**Exercise materials**:
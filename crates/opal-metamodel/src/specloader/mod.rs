//! Specification Loader
//!
//! Drives the introspection of a declared type into an immutable, cached
//! [`ObjectSpecification`]: class model from the cache, member discovery by
//! convention, facet factories in snapshot order, metamodel validators,
//! post-processors, freeze.

pub mod postprocess;
pub mod summary;
pub mod validate;

use std::fmt;
use std::sync::Arc;

use dashmap::DashMap;
use parking_lot::Mutex;
use serde::Serialize;
use tracing::debug;

use opal_core::annot::AnnotationKind;
use opal_core::ident::Identifier;
use opal_core::reflect::cache::{ClassCache, ClassModel};
use opal_core::reflect::decl::{MethodModel, TypeKey};

use crate::context::MetamodelContext;
use crate::facetapi::FacetHolder;
use crate::facets::factory::{
    MethodRemover, ProcessClassContext, ProcessMemberContext, ProcessParameterContext,
};
use crate::progmodel::ProgrammingModel;
use crate::spec::{
    ActionParameter, BeanSort, MemberKind, ObjectAction, ObjectMember, ObjectSpecification,
};

pub use summary::{ActionSummary, MemberSummary, MetamodelSummary, SpecSummary};

/// A cross-cutting invariant violation found during metamodel build.
///
/// Failures are collected for reporting, not raised as errors; a spec with
/// failures is still served.
#[derive(Debug, Clone, Serialize)]
pub struct ValidationFailure {
    origin: Identifier,
    message: String,
}

impl ValidationFailure {
    /// Create a failure anchored at the given feature
    pub fn new(origin: Identifier, message: impl Into<String>) -> Self {
        Self {
            origin,
            message: message.into(),
        }
    }

    /// The feature the failure is anchored at
    pub fn origin(&self) -> &Identifier {
        &self.origin
    }

    /// Human-readable description
    pub fn message(&self) -> &str {
        &self.message
    }
}

impl fmt::Display for ValidationFailure {
    fn fmt(&self, f: &mut fmt::Formatter<'_>) -> fmt::Result {
        write!(f, "{}: {}", self.origin, self.message)
    }
}

fn member_name_for_getter(method: &MethodModel) -> Option<String> {
    if !method.is_getter() {
        return None;
    }
    let name = method.name();
    let rest = if name.starts_with("is") && name.len() > 2 {
        &name[2..]
    } else if name.starts_with("get") && name.len() > 3 {
        &name[3..]
    } else {
        return None;
    };
    let mut chars = rest.chars();
    chars
        .next()
        .map(|first| first.to_lowercase().chain(chars).collect())
}

fn bean_sort_of(class_model: &ClassModel) -> BeanSort {
    let annotations = class_model.annotations();
    if annotations.is_present(AnnotationKind::Value) {
        BeanSort::Value
    } else if annotations.is_present(AnnotationKind::DomainService) {
        BeanSort::Service
    } else if annotations.is_present(AnnotationKind::ViewModel) {
        BeanSort::ViewModel
    } else if annotations.is_present(AnnotationKind::Entity) {
        BeanSort::Entity
    } else if annotations.is_present(AnnotationKind::Mixin) {
        BeanSort::Mixin
    } else if annotations.is_present(AnnotationKind::Collection) {
        BeanSort::Collection
    } else if class_model.is_abstract() {
        BeanSort::Abstract
    } else {
        BeanSort::Other
    }
}

/// Builds and caches object specifications.
///
/// The programming model must already be initialized; specs are built on
/// first request and shared read-only afterwards.
pub struct SpecificationLoader {
    cache: Arc<ClassCache>,
    model: Arc<ProgrammingModel>,
    ctx: MetamodelContext,
    specs: DashMap<TypeKey, Arc<ObjectSpecification>>,
    failures: Mutex<Vec<ValidationFailure>>,
}

impl SpecificationLoader {
    /// Create over an initialized programming model
    pub fn new(cache: Arc<ClassCache>, model: Arc<ProgrammingModel>, ctx: MetamodelContext) -> Self {
        Self {
            cache,
            model,
            ctx,
            specs: DashMap::new(),
            failures: Mutex::new(Vec::new()),
        }
    }

    /// The class cache specs are built from
    pub fn class_cache(&self) -> &Arc<ClassCache> {
        &self.cache
    }

    /// The specification for a declared type, building and caching it on
    /// first request; `None` for unknown types
    pub fn spec_for_type(&self, type_key: &TypeKey) -> Option<Arc<ObjectSpecification>> {
        if let Some(hit) = self.specs.get(type_key) {
            return Some(hit.clone());
        }
        self.cache.registry().lookup(type_key)?;
        let built = Arc::new(self.introspect(type_key));
        let entry = self.specs.entry(type_key.clone()).or_insert(built);
        Some(entry.value().clone())
    }

    /// All validation failures collected so far
    pub fn validation_failures(&self) -> Vec<ValidationFailure> {
        self.failures.lock().clone()
    }

    /// Serializable summary of every spec built so far
    pub fn summary(&self) -> MetamodelSummary {
        let specs: Vec<Arc<ObjectSpecification>> =
            self.specs.iter().map(|entry| entry.value().clone()).collect();
        summary::summarize(&specs, &self.validation_failures())
    }

    fn introspect(&self, type_key: &TypeKey) -> ObjectSpecification {
        debug!(type_name = %type_key, "introspecting");

        let class_model = self.cache.inspect(type_key);
        let mut spec = ObjectSpecification {
            type_key: type_key.clone(),
            identifier: Identifier::class_identifier(type_key.clone()),
            bean_sort: bean_sort_of(&class_model),
            is_abstract: class_model.is_abstract(),
            facets: FacetHolder::new(),
            properties: Vec::new(),
            collections: Vec::new(),
            actions: Vec::new(),
            support_methods: Vec::new(),
        };
        let mut remover = MethodRemover::new();
        let factories = self.model.factories();

        // class-level facets; class support methods get consumed here
        for factory in factories {
            let mut ctx = ProcessClassContext {
                cache: &self.cache,
                class_model: &class_model,
                facets: &mut spec.facets,
                remover: &mut remover,
            };
            factory.process_class(&mut ctx);
        }

        // associations from getters
        let mut claimed: Vec<MethodModel> = Vec::new();
        for method in class_model.declared_methods() {
            if !method.is_public()
                || remover.is_removed(method)
                || method.annotations().is_present(AnnotationKind::Programmatic)
            {
                continue;
            }
            let Some(member_name) = member_name_for_getter(method) else {
                continue;
            };
            claimed.push(method.clone());
            let kind = if method.collection_of().is_some() {
                MemberKind::Collection
            } else {
                MemberKind::Property
            };
            let element_type = method
                .collection_of()
                .or(method.return_type())
                .cloned()
                .unwrap_or_else(TypeKey::object);
            let member = ObjectMember {
                kind,
                identifier: Identifier::property_or_collection_identifier(
                    type_key.clone(),
                    member_name.clone(),
                ),
                name: member_name.into(),
                element_type,
                method: method.clone(),
                facets: FacetHolder::new(),
            };
            match kind {
                MemberKind::Property => spec.properties.push(member),
                MemberKind::Collection => spec.collections.push(member),
            }
        }

        for member in spec
            .properties
            .iter_mut()
            .chain(spec.collections.iter_mut())
        {
            for factory in factories {
                let mut ctx = ProcessMemberContext {
                    cache: &self.cache,
                    class_model: &class_model,
                    member_name: &member.name,
                    method: &member.method,
                    identifier: &member.identifier,
                    facets: &mut member.facets,
                    remover: &mut remover,
                };
                match member.kind {
                    MemberKind::Property => factory.process_property(&mut ctx),
                    MemberKind::Collection => factory.process_collection(&mut ctx),
                }
            }
        }

        // remaining public methods are action candidates
        for method in class_model.declared_methods() {
            if !method.is_public()
                || remover.is_removed(method)
                || method.annotations().is_present(AnnotationKind::Programmatic)
                || claimed.iter().any(|m| m.same_signature(method))
                || self.ctx.config.is_support_method_name(method.name())
                || self.ctx.config.is_reserved_method_name(method.name())
            {
                continue;
            }
            if self.ctx.config.require_explicit_action_annotation
                && !method.annotations().is_present(AnnotationKind::Action)
            {
                continue;
            }
            let parameters = method
                .param_types()
                .iter()
                .enumerate()
                .map(|(index, param_type)| ActionParameter {
                    index,
                    param_type: param_type.clone(),
                    facets: FacetHolder::new(),
                })
                .collect();
            spec.actions.push(ObjectAction {
                identifier: Identifier::action_identifier(
                    type_key.clone(),
                    method.name(),
                    method.param_types(),
                ),
                name: method.name().into(),
                method: method.clone(),
                parameters,
                return_type: method.return_type().cloned(),
                facets: FacetHolder::new(),
            });
        }

        for action in &mut spec.actions {
            for factory in factories {
                let mut ctx = ProcessMemberContext {
                    cache: &self.cache,
                    class_model: &class_model,
                    member_name: &action.name,
                    method: &action.method,
                    identifier: &action.identifier,
                    facets: &mut action.facets,
                    remover: &mut remover,
                };
                factory.process_action(&mut ctx);
            }
            let action_name = action.name.clone();
            let identifier = action.identifier.clone();
            for parameter in &mut action.parameters {
                for factory in factories {
                    let mut ctx = ProcessParameterContext {
                        cache: &self.cache,
                        class_model: &class_model,
                        action_name: &action_name,
                        identifier: &identifier,
                        param_index: parameter.index,
                        param_type: &parameter.param_type,
                        facets: &mut parameter.facets,
                        remover: &mut remover,
                    };
                    factory.process_action_parameter(&mut ctx);
                }
            }
        }

        spec.support_methods = remover.into_removed();

        let mut failures = Vec::new();
        for validator in self.model.validators() {
            validator.validate(&spec, &self.cache, &mut failures);
        }
        if !failures.is_empty() {
            self.failures.lock().extend(failures);
        }

        for post_processor in self.model.post_processors() {
            post_processor.post_process(&mut spec);
        }

        spec.freeze();
        spec
    }
}

impl fmt::Debug for SpecificationLoader {
    fn fmt(&self, f: &mut fmt::Formatter<'_>) -> fmt::Result {
        f.debug_struct("SpecificationLoader")
            .field("cached_specs", &self.specs.len())
            .finish()
    }
}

**Work order**:
Every line of the data above that includes "SpecificationLoader" should be listed.

**Exercise solution**:
pub struct SpecificationLoader {
impl SpecificationLoader {
impl fmt::Debug for SpecificationLoader {
        f.debug_struct("SpecificationLoader")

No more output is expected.